**INPUT MATERIAL**
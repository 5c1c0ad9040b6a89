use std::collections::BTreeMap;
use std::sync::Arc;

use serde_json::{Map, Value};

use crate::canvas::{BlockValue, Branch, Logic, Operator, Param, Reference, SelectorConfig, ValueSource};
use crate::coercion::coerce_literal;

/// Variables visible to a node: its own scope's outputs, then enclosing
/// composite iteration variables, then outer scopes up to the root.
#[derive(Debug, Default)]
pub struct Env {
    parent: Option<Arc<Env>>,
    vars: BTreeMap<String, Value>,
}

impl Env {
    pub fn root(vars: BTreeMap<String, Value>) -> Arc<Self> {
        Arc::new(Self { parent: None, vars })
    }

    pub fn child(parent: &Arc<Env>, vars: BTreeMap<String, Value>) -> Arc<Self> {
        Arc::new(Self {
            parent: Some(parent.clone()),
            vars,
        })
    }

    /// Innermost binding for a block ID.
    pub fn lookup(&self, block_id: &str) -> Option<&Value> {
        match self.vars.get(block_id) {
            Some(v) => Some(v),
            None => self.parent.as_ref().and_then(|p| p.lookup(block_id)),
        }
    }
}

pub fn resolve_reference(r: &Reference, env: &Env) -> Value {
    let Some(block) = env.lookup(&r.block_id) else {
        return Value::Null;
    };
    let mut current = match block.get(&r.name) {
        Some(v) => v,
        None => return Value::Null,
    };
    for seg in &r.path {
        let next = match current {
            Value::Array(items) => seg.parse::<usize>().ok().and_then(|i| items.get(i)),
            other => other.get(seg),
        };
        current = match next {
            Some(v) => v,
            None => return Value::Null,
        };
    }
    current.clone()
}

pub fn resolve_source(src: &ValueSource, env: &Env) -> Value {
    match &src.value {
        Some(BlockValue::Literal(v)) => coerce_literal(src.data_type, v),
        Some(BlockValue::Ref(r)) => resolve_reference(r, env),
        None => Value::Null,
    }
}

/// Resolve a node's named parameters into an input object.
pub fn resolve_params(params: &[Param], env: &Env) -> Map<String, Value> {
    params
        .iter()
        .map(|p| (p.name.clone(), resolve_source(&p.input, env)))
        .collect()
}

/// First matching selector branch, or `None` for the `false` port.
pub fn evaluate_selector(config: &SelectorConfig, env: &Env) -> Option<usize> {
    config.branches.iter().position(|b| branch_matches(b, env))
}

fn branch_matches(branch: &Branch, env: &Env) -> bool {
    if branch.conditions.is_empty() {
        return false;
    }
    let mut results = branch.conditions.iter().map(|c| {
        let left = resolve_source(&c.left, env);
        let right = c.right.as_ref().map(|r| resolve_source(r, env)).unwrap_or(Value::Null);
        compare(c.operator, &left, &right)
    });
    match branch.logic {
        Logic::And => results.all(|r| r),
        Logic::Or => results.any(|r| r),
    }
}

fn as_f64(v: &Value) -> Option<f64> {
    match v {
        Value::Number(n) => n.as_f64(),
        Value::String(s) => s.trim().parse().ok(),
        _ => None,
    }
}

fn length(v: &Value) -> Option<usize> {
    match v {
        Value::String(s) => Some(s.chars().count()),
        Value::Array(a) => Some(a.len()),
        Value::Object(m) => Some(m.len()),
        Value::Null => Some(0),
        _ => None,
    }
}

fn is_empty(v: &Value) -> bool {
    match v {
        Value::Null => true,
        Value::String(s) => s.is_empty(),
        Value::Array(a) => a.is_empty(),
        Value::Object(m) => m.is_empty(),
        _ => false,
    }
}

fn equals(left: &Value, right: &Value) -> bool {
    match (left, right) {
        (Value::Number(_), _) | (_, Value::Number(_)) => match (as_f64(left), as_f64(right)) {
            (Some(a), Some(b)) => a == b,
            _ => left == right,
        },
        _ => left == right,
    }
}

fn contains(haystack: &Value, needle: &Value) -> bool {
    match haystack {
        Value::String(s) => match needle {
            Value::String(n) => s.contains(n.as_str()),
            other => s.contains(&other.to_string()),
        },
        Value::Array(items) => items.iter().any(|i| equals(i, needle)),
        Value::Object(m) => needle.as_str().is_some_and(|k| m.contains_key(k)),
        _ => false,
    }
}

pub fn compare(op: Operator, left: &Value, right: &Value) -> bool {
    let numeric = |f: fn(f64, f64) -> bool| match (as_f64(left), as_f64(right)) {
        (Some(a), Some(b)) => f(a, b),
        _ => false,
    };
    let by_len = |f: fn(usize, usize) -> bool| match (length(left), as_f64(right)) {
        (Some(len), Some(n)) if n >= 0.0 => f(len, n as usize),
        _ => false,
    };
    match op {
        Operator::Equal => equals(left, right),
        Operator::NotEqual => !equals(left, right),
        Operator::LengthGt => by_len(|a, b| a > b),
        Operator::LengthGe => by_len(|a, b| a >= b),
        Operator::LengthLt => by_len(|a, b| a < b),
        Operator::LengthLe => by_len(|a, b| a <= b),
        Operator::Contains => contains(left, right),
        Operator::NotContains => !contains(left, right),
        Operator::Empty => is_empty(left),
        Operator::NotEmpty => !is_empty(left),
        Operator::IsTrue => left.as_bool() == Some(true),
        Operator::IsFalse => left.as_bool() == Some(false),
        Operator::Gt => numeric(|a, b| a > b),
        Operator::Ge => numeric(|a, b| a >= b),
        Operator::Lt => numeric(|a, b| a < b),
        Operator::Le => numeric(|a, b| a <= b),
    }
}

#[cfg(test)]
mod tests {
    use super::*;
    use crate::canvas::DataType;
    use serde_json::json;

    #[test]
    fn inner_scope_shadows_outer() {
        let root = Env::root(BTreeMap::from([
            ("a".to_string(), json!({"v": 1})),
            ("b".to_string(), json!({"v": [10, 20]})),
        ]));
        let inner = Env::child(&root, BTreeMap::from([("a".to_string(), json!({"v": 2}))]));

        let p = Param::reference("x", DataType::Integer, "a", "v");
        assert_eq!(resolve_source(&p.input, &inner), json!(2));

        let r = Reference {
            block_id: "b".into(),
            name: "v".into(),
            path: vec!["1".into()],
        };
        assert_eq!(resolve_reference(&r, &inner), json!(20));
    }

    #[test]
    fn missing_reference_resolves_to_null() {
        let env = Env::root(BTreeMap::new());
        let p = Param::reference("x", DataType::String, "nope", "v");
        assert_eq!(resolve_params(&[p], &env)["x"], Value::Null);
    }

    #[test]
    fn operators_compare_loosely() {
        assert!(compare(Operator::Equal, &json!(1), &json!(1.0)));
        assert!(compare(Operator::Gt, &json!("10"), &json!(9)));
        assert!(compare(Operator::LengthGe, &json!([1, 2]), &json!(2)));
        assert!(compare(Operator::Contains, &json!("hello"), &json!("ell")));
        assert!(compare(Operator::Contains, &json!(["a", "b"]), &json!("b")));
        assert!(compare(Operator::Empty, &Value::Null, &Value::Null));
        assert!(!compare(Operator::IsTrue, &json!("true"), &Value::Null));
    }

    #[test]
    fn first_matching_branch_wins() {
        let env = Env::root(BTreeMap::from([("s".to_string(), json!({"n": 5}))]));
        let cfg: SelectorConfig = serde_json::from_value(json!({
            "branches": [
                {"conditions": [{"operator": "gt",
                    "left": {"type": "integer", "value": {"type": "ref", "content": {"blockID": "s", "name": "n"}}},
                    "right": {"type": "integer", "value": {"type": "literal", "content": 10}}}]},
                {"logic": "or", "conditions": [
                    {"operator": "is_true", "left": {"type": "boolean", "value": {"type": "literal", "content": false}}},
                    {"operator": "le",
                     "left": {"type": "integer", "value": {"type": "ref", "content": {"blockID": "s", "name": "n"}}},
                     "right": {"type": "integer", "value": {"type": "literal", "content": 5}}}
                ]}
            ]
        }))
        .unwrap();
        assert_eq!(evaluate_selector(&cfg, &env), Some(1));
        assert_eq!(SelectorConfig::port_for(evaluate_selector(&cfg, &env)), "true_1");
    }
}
--
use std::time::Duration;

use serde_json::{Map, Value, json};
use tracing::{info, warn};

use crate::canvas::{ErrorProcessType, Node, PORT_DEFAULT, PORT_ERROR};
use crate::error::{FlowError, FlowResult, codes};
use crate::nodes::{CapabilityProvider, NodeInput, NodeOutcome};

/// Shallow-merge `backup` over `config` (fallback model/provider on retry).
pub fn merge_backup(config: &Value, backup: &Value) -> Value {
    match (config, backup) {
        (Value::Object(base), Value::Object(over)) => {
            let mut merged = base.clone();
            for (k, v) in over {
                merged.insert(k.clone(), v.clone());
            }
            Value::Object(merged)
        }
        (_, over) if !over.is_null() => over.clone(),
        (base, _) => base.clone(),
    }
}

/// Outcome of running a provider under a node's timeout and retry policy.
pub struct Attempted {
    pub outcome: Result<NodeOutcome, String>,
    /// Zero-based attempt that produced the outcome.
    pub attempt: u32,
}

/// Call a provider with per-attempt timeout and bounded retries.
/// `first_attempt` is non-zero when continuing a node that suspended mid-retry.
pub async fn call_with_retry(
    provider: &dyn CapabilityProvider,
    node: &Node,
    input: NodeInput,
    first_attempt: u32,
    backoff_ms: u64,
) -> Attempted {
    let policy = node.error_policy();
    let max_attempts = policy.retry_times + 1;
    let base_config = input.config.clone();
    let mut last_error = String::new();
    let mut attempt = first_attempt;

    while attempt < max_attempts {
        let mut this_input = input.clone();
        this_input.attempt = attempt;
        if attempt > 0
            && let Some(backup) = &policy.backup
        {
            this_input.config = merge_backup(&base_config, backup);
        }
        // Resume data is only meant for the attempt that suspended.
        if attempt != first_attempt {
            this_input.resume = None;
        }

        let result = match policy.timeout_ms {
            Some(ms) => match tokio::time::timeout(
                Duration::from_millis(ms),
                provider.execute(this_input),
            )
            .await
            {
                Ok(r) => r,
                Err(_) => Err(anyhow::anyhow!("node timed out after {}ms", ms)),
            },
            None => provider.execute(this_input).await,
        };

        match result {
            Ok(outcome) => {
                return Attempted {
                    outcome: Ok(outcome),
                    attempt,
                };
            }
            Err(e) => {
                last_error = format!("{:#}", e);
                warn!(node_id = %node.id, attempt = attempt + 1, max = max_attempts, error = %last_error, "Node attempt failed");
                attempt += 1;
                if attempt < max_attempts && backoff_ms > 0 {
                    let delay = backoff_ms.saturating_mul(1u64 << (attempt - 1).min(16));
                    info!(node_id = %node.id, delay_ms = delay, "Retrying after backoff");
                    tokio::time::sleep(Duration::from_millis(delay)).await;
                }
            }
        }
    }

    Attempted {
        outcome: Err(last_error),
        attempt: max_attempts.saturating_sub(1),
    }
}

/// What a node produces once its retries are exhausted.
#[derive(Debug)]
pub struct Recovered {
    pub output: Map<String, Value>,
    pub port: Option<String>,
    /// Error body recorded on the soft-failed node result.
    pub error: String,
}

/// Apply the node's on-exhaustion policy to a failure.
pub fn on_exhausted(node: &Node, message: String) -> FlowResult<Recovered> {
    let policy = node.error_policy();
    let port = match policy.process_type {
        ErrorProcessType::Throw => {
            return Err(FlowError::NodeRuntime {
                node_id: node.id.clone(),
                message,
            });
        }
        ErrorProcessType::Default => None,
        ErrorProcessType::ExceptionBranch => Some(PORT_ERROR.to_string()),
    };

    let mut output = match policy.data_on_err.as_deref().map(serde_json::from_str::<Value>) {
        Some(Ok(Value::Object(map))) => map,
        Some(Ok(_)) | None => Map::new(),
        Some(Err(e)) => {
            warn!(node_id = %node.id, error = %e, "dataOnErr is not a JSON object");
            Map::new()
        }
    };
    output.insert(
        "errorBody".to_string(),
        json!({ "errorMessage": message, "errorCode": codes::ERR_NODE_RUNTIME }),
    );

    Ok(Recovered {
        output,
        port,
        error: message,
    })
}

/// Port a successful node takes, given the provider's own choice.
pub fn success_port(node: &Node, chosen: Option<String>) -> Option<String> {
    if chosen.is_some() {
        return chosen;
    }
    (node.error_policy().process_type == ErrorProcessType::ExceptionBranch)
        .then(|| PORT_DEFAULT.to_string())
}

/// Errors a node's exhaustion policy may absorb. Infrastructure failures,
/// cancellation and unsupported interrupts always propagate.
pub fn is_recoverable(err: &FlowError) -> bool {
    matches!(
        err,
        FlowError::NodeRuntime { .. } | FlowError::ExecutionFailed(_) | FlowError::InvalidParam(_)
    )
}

**TASK DESCRIPTION**
The answer is every line in the data where the word "Recovered" appears.

**RESPONSE BELOW**
pub struct Recovered {
pub fn on_exhausted(node: &Node, message: String) -> FlowResult<Recovered> {
    Ok(Recovered {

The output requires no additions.